**Aim of the exercise**
Show all the lines in the data below that include the word "HeuristicConfig".

**Records provided**
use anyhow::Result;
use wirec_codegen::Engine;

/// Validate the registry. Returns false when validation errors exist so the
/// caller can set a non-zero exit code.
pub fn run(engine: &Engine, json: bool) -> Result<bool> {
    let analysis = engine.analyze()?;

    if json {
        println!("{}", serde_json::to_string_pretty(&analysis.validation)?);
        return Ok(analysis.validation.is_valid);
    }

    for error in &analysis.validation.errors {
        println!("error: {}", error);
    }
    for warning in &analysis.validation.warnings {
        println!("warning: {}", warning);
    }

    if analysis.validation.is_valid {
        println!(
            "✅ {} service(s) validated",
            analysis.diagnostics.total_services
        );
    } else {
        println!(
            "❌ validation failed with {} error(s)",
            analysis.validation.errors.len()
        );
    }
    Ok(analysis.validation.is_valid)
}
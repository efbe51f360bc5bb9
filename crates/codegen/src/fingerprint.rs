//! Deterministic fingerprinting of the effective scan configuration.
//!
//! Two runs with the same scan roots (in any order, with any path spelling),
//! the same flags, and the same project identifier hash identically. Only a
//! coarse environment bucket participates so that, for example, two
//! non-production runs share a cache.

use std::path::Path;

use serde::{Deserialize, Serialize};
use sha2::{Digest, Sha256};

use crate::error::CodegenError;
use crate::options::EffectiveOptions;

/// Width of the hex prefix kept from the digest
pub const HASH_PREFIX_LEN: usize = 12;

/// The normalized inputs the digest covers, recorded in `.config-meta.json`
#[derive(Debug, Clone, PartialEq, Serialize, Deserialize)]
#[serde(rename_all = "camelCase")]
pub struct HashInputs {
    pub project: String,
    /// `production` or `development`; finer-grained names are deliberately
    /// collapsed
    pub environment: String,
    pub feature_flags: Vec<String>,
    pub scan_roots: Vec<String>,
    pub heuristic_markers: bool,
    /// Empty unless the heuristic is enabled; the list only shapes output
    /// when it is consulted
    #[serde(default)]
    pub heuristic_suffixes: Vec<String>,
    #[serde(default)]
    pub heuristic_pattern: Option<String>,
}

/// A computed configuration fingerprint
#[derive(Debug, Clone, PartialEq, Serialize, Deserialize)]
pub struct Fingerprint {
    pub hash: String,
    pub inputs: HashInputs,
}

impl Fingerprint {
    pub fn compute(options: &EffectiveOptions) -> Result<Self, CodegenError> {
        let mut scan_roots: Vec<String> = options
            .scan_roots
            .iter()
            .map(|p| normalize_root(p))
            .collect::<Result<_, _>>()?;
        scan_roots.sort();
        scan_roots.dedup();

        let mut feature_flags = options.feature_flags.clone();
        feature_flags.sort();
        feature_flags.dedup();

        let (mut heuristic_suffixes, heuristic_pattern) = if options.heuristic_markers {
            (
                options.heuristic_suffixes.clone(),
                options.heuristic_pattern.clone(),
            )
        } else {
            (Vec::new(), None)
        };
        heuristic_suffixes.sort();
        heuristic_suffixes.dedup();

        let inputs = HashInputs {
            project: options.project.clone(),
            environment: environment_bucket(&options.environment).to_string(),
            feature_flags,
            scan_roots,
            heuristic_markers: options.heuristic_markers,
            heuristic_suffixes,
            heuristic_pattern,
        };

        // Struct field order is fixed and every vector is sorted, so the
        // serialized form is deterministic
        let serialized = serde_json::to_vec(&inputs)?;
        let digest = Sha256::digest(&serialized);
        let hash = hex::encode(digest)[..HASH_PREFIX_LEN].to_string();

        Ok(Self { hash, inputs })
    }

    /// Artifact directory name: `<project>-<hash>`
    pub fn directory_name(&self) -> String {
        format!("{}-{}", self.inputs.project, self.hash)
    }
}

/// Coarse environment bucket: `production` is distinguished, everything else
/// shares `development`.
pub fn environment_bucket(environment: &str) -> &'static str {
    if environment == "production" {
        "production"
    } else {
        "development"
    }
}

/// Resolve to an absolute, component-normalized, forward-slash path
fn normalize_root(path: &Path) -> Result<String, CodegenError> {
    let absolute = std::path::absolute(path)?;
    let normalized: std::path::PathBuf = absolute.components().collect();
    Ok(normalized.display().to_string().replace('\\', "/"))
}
--
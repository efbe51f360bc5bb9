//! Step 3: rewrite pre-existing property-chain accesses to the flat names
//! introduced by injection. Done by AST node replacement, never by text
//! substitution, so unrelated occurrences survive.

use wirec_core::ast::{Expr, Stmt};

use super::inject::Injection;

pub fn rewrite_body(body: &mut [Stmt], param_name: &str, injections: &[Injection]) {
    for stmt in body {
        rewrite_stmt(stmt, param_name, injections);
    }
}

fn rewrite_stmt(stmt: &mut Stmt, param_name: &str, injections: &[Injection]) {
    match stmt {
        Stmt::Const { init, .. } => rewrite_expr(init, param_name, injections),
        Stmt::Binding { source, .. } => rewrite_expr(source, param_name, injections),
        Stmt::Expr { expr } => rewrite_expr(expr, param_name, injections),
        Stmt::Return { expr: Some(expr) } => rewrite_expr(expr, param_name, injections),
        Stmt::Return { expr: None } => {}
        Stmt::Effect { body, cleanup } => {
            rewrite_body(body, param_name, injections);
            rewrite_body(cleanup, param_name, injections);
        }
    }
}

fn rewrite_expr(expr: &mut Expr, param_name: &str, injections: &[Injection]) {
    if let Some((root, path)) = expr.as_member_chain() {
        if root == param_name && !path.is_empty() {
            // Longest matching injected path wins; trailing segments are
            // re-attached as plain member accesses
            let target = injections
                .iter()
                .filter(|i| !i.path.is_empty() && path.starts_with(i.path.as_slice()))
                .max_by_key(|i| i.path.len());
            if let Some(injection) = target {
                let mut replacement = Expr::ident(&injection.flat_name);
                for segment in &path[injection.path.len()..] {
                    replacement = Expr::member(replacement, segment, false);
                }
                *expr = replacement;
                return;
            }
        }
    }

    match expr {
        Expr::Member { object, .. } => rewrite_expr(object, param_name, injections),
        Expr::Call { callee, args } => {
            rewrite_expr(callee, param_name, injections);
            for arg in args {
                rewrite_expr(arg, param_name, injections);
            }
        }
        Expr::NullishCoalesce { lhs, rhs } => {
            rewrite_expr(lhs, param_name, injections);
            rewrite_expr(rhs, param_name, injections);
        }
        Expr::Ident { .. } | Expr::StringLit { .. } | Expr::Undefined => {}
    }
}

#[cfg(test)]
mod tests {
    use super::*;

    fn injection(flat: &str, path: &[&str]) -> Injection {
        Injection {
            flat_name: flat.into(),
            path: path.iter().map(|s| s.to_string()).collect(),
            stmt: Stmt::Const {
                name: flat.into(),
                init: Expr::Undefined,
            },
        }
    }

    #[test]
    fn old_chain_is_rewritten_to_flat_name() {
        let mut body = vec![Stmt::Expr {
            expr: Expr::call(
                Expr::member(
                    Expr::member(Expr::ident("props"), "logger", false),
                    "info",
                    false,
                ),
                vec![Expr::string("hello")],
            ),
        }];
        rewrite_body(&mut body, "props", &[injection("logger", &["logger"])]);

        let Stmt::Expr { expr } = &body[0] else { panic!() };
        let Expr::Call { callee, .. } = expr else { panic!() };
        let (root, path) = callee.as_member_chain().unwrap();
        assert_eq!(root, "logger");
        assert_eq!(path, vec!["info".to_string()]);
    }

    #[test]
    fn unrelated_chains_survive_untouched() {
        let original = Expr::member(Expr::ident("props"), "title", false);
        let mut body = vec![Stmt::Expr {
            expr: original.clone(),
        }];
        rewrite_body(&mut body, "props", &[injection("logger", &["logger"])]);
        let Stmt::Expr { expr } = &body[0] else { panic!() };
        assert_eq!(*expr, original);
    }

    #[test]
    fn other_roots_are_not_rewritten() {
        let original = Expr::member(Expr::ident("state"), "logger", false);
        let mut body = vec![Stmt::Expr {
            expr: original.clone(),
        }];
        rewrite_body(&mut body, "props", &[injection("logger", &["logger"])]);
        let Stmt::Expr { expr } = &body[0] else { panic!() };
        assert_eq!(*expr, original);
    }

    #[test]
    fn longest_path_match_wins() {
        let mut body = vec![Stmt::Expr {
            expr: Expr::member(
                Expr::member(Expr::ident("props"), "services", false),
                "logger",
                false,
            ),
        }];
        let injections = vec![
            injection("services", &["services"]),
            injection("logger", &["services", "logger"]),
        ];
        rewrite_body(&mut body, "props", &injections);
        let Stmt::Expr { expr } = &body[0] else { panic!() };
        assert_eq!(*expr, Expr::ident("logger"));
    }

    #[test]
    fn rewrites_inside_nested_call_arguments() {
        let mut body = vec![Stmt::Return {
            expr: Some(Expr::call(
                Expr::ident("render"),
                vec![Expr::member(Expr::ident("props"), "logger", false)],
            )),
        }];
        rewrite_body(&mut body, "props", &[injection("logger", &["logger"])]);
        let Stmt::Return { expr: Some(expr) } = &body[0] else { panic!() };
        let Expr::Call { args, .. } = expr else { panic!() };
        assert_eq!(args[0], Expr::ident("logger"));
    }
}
==
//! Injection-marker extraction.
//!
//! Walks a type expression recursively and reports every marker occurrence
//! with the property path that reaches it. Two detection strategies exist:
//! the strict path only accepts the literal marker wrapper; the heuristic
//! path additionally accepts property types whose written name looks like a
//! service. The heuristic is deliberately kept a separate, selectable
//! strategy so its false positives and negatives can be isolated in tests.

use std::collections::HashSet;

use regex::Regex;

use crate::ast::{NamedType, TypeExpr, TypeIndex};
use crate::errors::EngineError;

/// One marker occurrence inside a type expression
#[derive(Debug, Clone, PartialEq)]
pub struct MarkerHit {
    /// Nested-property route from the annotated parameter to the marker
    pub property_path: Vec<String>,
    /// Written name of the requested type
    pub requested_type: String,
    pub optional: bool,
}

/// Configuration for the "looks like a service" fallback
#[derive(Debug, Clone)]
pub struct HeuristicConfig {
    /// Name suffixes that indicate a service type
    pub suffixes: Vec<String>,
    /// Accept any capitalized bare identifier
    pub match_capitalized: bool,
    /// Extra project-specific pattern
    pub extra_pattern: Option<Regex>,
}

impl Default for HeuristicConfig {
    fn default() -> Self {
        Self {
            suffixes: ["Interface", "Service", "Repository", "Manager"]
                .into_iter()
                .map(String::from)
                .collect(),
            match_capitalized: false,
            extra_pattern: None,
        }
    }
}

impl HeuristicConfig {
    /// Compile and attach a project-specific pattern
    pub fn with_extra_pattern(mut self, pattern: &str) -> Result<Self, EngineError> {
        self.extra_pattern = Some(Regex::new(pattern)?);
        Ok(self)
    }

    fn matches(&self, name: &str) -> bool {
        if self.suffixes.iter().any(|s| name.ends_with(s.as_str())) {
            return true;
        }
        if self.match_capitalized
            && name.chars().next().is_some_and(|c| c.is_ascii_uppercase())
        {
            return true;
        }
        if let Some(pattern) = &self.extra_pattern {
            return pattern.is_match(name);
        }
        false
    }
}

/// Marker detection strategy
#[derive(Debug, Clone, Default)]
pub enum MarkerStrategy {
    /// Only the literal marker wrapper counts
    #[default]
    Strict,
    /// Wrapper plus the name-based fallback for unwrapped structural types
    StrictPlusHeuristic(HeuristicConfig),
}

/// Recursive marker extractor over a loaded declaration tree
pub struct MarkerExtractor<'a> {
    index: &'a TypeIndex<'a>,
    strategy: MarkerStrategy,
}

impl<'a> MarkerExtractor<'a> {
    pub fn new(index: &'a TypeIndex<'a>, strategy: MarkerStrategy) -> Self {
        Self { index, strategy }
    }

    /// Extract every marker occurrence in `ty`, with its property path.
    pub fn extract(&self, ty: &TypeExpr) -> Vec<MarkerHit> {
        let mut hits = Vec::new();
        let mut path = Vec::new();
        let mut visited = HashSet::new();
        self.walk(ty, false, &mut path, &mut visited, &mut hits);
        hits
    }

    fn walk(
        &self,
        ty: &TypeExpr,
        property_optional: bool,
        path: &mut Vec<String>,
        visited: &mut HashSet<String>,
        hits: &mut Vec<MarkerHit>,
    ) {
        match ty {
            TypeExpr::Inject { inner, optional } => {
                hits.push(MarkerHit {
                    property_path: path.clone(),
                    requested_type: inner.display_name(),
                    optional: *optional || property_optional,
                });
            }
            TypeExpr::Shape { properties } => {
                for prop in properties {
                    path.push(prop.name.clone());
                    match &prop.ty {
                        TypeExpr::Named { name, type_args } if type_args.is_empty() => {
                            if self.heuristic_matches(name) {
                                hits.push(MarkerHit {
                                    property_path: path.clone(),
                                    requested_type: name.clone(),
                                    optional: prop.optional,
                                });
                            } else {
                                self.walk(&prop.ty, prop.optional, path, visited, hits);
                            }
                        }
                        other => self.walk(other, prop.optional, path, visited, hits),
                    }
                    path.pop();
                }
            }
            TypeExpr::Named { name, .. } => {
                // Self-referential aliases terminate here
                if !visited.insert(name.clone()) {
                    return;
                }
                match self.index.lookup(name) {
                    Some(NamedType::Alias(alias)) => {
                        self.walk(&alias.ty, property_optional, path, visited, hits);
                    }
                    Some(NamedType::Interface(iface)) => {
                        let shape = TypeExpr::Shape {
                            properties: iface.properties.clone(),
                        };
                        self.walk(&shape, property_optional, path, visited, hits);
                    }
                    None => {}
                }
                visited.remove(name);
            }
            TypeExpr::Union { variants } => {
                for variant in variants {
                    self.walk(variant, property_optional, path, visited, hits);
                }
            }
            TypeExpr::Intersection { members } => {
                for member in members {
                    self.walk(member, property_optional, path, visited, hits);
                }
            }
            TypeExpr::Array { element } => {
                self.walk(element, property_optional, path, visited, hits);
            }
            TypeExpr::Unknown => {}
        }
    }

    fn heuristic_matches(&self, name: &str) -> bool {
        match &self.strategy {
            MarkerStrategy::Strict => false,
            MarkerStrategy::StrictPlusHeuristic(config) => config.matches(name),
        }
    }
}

**Output**
pub struct HeuristicConfig {
impl Default for HeuristicConfig {
impl HeuristicConfig {
    StrictPlusHeuristic(HeuristicConfig),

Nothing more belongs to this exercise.